The application is a datalogger capable of displaying lots of channels of data on a screen in a manner similar to an oscilloscope. I have determined that the correct course of action to reduce the memory usage to a minimum is to keep in system memory only points of data that are displayed on screen. So now, when the logger is asked to record structures of the following form are saved to disk:

C#
[StructLayout(LayoutKind.Explicit, Size=14)]
public struct LogPoints
{
    [FieldOffset(0)]public float xtime;
    [FieldOffset(4)]public byte BusId;
    [FieldOffset(5)]public UInt32 Ident;
    [FieldOffset(9)]public byte ItemNo;
    [FieldOffset(10)]public float yval;
}


BusID, Ident and ItemNo allow me to determine which channel of data this point belongs to, xtime and yval are, of course, the time and data value.

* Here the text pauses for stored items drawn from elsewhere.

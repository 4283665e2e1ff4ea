//! The `Question` record.

use serde::{Deserialize, Serialize};
use trivia_core::error::{DomainError, ValidationError};
use trivia_core::id::{Collection, RecordId};
use trivia_core::provider::{INCORRECT_ANSWER_COUNT, ProviderQuestion};
use trivia_core::repository::{DocumentRepository, Filter, StoredDocument};
use trivia_core::write_once::WriteOnce;

use super::answer::{ANSWER_SLOTS, AnswerPermutation, AnswerSlot};
use super::persistence;
use super::question_code::QuestionCode;

/// Stored form of a question.
#[derive(Debug, Serialize, Deserialize)]
struct QuestionDocument {
    question: String,
    category: String,
    correct_answer: String,
    incorrect_answers: Vec<String>,
    question_code: QuestionCode,
}

/// A multiple-choice question. Immutable once created.
#[derive(Debug, Clone, PartialEq, Eq)]
pub struct Question {
    id: WriteOnce<RecordId>,
    code: QuestionCode,
    category: String,
    text: String,
    correct_answer: String,
    incorrect_answers: [String; INCORRECT_ANSWER_COUNT],
}

impl Question {
    /// Builds an unsaved question from provider content, deriving its code.
    #[must_use]
    pub fn from_provider(question: ProviderQuestion) -> Self {
        Self {
            id: WriteOnce::unset("question.id"),
            code: QuestionCode::derive(&question.text),
            category: question.category,
            text: question.text,
            correct_answer: question.correct_answer,
            incorrect_answers: question.incorrect_answers,
        }
    }

    /// Identity, once persisted.
    #[must_use]
    pub fn id(&self) -> Option<RecordId> {
        self.id.value()
    }

    /// The question's code.
    #[must_use]
    pub fn code(&self) -> &QuestionCode {
        &self.code
    }

    /// Category label.
    #[must_use]
    pub fn category(&self) -> &str {
        &self.category
    }

    /// Question text.
    #[must_use]
    pub fn text(&self) -> &str {
        &self.text
    }

    /// The correct answer's text.
    #[must_use]
    pub fn correct_answer(&self) -> &str {
        &self.correct_answer
    }

    /// The answers in display order under `permutation`, paired with slots.
    #[must_use]
    pub fn answers(&self, permutation: AnswerPermutation) -> Vec<(AnswerSlot, &str)> {
        (0..ANSWER_SLOTS)
            .filter_map(|index| AnswerSlot::try_from(index).ok())
            .map(|slot| {
                let text = match permutation.answer_at(slot) {
                    0 => self.correct_answer.as_str(),
                    n => self.incorrect_answers[n - 1].as_str(),
                };
                (slot, text)
            })
            .collect()
    }

    /// The canonical stored form.
    ///
    /// # Errors
    ///
    /// Returns `DomainError::Infrastructure` if serialization fails.
    pub fn to_document(&self) -> Result<serde_json::Value, DomainError> {
        persistence::to_body(
            Collection::Questions,
            &QuestionDocument {
                question: self.text.clone(),
                category: self.category.clone(),
                correct_answer: self.correct_answer.clone(),
                incorrect_answers: self.incorrect_answers.to_vec(),
                question_code: self.code.clone(),
            },
        )
    }

    fn from_stored(stored: &StoredDocument) -> Result<Self, DomainError> {
        let doc: QuestionDocument = persistence::from_body(Collection::Questions, stored)?;
        let incorrect_answers: [String; INCORRECT_ANSWER_COUNT] =
            doc.incorrect_answers.try_into().map_err(|answers: Vec<String>| {
                ValidationError::InvalidQuestion(format!(
                    "question {} has {} incorrect answers",
                    stored.id,
                    answers.len()
                ))
            })?;
        Ok(Self {
            id: WriteOnce::with_value("question.id", stored.id),
            code: doc.question_code,
            category: doc.category,
            text: doc.question,
            correct_answer: doc.correct_answer,
            incorrect_answers,
        })
    }

    /// Loads a question by identity.
    ///
    /// # Errors
    ///
    /// Returns `DomainError::RecordNotFound` if no such question exists.
    pub async fn load_by_id(
        repo: &dyn DocumentRepository,
        id: RecordId,
    ) -> Result<Self, DomainError> {
        let stored = persistence::load_one(repo, Collection::Questions, id).await?;
        Self::from_stored(&stored)
    }

    /// Loads every question matching `filter`.
    ///
    /// # Errors
    ///
    /// Returns the repository's error, or `DomainError` if a stored
    /// question is malformed.
    pub async fn load_by_query(
        repo: &dyn DocumentRepository,
        filter: &Filter,
    ) -> Result<Vec<Self>, DomainError> {
        repo.find(Collection::Questions, filter)
            .await?
            .iter()
            .map(Self::from_stored)
            .collect()
    }

    /// Persists the question.
    ///
    /// # Errors
    ///
    /// Returns `DomainError::Conflict` when an identical question is
    /// already stored, or the repository's error.
    pub async fn save(&mut self, repo: &dyn DocumentRepository) -> Result<RecordId, DomainError> {
        let body = self.to_document()?;
        persistence::save(repo, Collection::Questions, &mut self.id, body).await
    }
}

#[cfg(test)]
mod tests {
    use serde_json::json;
    use trivia_test_support::{InMemoryDocumentRepository, sample_question};

    use super::*;

    #[tokio::test]
    async fn test_save_then_load_round_trips_and_rejects_duplicates() {
        // Arrange
        let repo = InMemoryDocumentRepository::new();
        let mut question = Question::from_provider(sample_question("Capital of Peru?"));

        // Act
        let id = question.save(&repo).await.unwrap();
        let loaded = Question::load_by_id(&repo, id).await.unwrap();
        let mut twin = Question::from_provider(sample_question("Capital of Peru?"));
        let duplicate = twin.save(&repo).await;

        // Assert
        assert_eq!(loaded, question);
        assert_eq!(loaded.code(), &QuestionCode::derive("Capital of Peru?"));
        assert!(matches!(duplicate, Err(DomainError::Conflict(_))));
        assert_eq!(repo.insert_count(), 1);
    }

    #[test]
    fn test_stored_form_uses_question_field_names() {
        let question = Question::from_provider(sample_question("Q"));

        let body = question.to_document().unwrap();

        assert_eq!(body["question"], "Q");
        assert_eq!(body["correct_answer"], "right");
        assert_eq!(body["incorrect_answers"].as_array().map(Vec::len), Some(3));
        assert_eq!(body["question_code"], json!(QuestionCode::derive("Q")));
    }

    #[test]
    fn test_answers_follow_permutation() {
        let question = Question::from_provider(sample_question("Q"));
        let permutation = AnswerPermutation::new([2, 0, 3, 1]).unwrap();

        let answers: Vec<&str> = question
            .answers(permutation)
            .into_iter()
            .map(|(_, text)| text)
            .collect();

        assert_eq!(answers, ["wrong 2", "right", "wrong 3", "wrong 1"]);
    }

    #[tokio::test]
    async fn test_load_rejects_wrong_answer_count() {
        let repo = InMemoryDocumentRepository::new();
        let id = repo.seed(
            Collection::Questions,
            json!({
                "question": "Q",
                "category": "C",
                "correct_answer": "a",
                "incorrect_answers": ["b"],
                "question_code": "abc",
            }),
        );

        let result = Question::load_by_id(&repo, id).await;

        assert!(matches!(
            result,
            Err(DomainError::Validation(ValidationError::InvalidQuestion(_)))
        ));
    }

    #[tokio::test]
    async fn test_load_missing_question_is_not_found() {
        let repo = InMemoryDocumentRepository::new();

        let result = Question::load_by_id(&repo, RecordId::new()).await;

        assert!(matches!(
            result,
            Err(DomainError::RecordNotFound {
                collection: Collection::Questions,
                ..
            })
        ));
    }
}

The data is not sorted by channel, but it is written in chronological order to the disk. On average data is written to the file at a constant speed - i.e. in any given second, the number of points written to the file will be roughly constant.

As an example, a 10 minute log spooling data to the file could exceed 100MB in size.

The problem has come when I've tried to get data from this file quickly enough to display it on screen without taking too long.

To display the data, the user can create a graphic display. For each display, the user can select whichever channels of data he/she wants to display - you might choose to select the same channel to be displayed in 2 places, and you might also want to display a different time range in any of your graphs.

Accordingly, I have tried several ways of allowing each instance of the 'Graphical Display' class to have access to the file containing the points of data. After lots of trial and error, reading around this subject and looking at lots of articles here (some excellent work by Anthony Baraff and Jun Du), I thought memory-mapped files might be a suitable way to proceed.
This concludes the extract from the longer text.